In [None]:
#libraries
library(tidyverse)
library(repr)
library(tidymodels)
options(repr.matrix.max.rows = 6)
library(lubridate)

# Project report
### Group 25: Nelson, Will, Caroline

### Introduction

This report looks at two data sets from a Minecraft server set up by a computer science research group at the University of British Columbia. The researchers collected data about how people play games by recording players’ actions on the server. However, in order to run the project, the researchers need to figure out how to attract more players for their server and manage resources. One such method is to advertise on a game-related newsletter. Broadly, we looked at the types of players subscribed the the newsletter and on the server to determine which players the researchers should try to target with their efforts. 

Here, we will try to answer the following question: 
_Can we predict whether a player will subscribe to the game’s newsletter based on their age, total hours played and average session length?_

In order to answer this question, we will use both the players data, which shows data about each of the players on the server, and sessions data, which shows data from individual sessions played by each player.
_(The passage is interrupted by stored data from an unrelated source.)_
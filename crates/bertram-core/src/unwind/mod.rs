//! # Call-Stack Reconstructor
//!
//! Resolves the faulting `pc` and the link register against a
//! [`SymbolTable`] and rebuilds a best-effort call stack from the raw stack
//! snapshot.
//!
//! The dump carries no frame records, so the stack is scanned word by word:
//! every 4-byte word that points into the code segment is taken to be a
//! return address. This over-reports (data that happens to look like a code
//! pointer is included) but never misses a genuine return address that was
//! captured in the snapshot.
//!
//! ## Example
//!
//! ```rust
//! use bertram_core::dump::CrashDump;
//! use bertram_core::symbols::{CodeBounds, SymbolTable};
//! use bertram_core::types::{DumpVersion, ExceptionType, Processor, Register};
//! use bertram_core::unwind::analyze;
//!
//! let mut registers = vec![0; 23];
//! registers[Register::Pc.index()] = 0x150;
//! let dump = CrashDump::from_parts(
//!     DumpVersion::from_parts(13, 0, 0),
//!     Processor::Arm11(0),
//!     ExceptionType::DataAbort,
//!     registers,
//!     Vec::new(),
//!     0x150u32.to_le_bytes().to_vec(),
//!     Vec::new(),
//! );
//! let table = SymbolTable::from_entries(
//!     vec![(0x100, "f1", None), (0x200, "f2", None)],
//!     CodeBounds::new(0x100, 0x1000).unwrap(),
//! );
//!
//! let result = analyze(&dump, &table, 5);
//! assert_eq!(result.resolved_function.unwrap().name, "f1");
//! assert_eq!(result.call_stack[0].symbol.as_deref(), Some("f1"));
//! ```

use tracing::{debug, trace};

use crate::dump::CrashDump;
use crate::symbols::{ResolvedSymbol, SymbolTable};
use crate::types::{ExceptionType, StackEntry};

/// Depth used by the CLI when none is given
pub const DEFAULT_MAX_DEPTH: u32 = 5;

/// Outcome of resolving a dump against a symbol table
#[derive(Debug, Clone, PartialEq, Eq)]
pub struct AnalysisResult
{
    /// `pc` was absent, outside the code segment, or the fault was a prefetch
    /// abort (the `pc` itself is the bad address).
    pub out_of_bounds_pc: bool,
    pub resolved_function: Option<ResolvedSymbol>,
    /// Function containing `lr`, when `lr` lies in the code segment.
    pub caller: Option<ResolvedSymbol>,
    /// Candidate return addresses in ascending stack offset.
    pub call_stack: Vec<StackEntry>,
}

/// Stack scanner bound to one symbol table
pub struct StackUnwinder<'a>
{
    symbols: &'a SymbolTable,
    max_depth: u32,
}

impl<'a> StackUnwinder<'a>
{
    /// `max_depth == 0` means no limit.
    pub fn new(symbols: &'a SymbolTable, max_depth: u32) -> Self
    {
        Self { symbols, max_depth }
    }

    pub fn analyze(&self, dump: &CrashDump) -> AnalysisResult
    {
        let resolved_function = self.resolve_pc(dump);
        let out_of_bounds_pc = !self.pc_in_bounds(dump);
        let caller = dump.lr().and_then(|lr| self.resolve_in_bounds(lr));
        let call_stack = self.scan_stack(dump);

        debug!(
            out_of_bounds_pc,
            function = resolved_function.as_ref().map(ToString::to_string),
            frames = call_stack.len(),
            "analyzed crash dump"
        );

        AnalysisResult {
            out_of_bounds_pc,
            resolved_function,
            caller,
            call_stack,
        }
    }

    fn pc_in_bounds(&self, dump: &CrashDump) -> bool
    {
        dump.exception_type() != ExceptionType::PrefetchAbort
            && dump.pc().is_some_and(|pc| self.symbols.in_code(pc))
    }

    fn resolve_pc(&self, dump: &CrashDump) -> Option<ResolvedSymbol>
    {
        if !self.pc_in_bounds(dump) {
            return None;
        }
        dump.pc().and_then(|pc| self.symbols.resolve(pc))
    }

    fn resolve_in_bounds(&self, address: u32) -> Option<ResolvedSymbol>
    {
        if !self.symbols.in_code(address) {
            return None;
        }
        self.symbols.resolve(address)
    }

    fn scan_stack(&self, dump: &CrashDump) -> Vec<StackEntry>
    {
        let limit = usize::try_from(self.max_depth).unwrap_or(usize::MAX);
        let mut entries = Vec::new();

        for (offset, word) in dump.stack_words() {
            if self.max_depth != 0 && entries.len() >= limit {
                break;
            }
            if !self.symbols.in_code(word) {
                continue;
            }

            let symbol = self.symbols.lookup(word).map(|s| s.qualified_name());
            trace!(offset, address = format_args!("{word:08x}"), symbol = symbol.as_deref(), "stack candidate");
            entries.push(StackEntry {
                offset,
                address: word,
                symbol,
            });
        }

        entries
    }
}

/// Analyze `dump` against `symbols`, keeping at most `max_depth` stack entries (0 = all)
pub fn analyze(dump: &CrashDump, symbols: &SymbolTable, max_depth: u32) -> AnalysisResult
{
    StackUnwinder::new(symbols, max_depth).analyze(dump)
}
Some details of the two datasets are listed below:

#### Players.csv

Rows: 196

Columns: 7

**Variables**

- experience: Categorical variable giving experience level.

- subscribe: Categorical variable reporting subscription status.

- hashedEmail: Categorical variable containing each players hashed email.

- played_hours: double containing each player's total played hours.

- name: Categorical variable containing each player's first name.

- gender: Categorical variable containing player's gender.

- Age: double variable giving the age of each player.

**Summary Statistics**

There are 196 players on the server in total.

124 players are male, 37 are female, 33 identify as other or didn't state their gender.

35 players are beginners, 35 are regulars, 63 are amateurs, 48 are veterans, and 13 are pros.

144 players are subscribed to the newsletter, while 52 players are not.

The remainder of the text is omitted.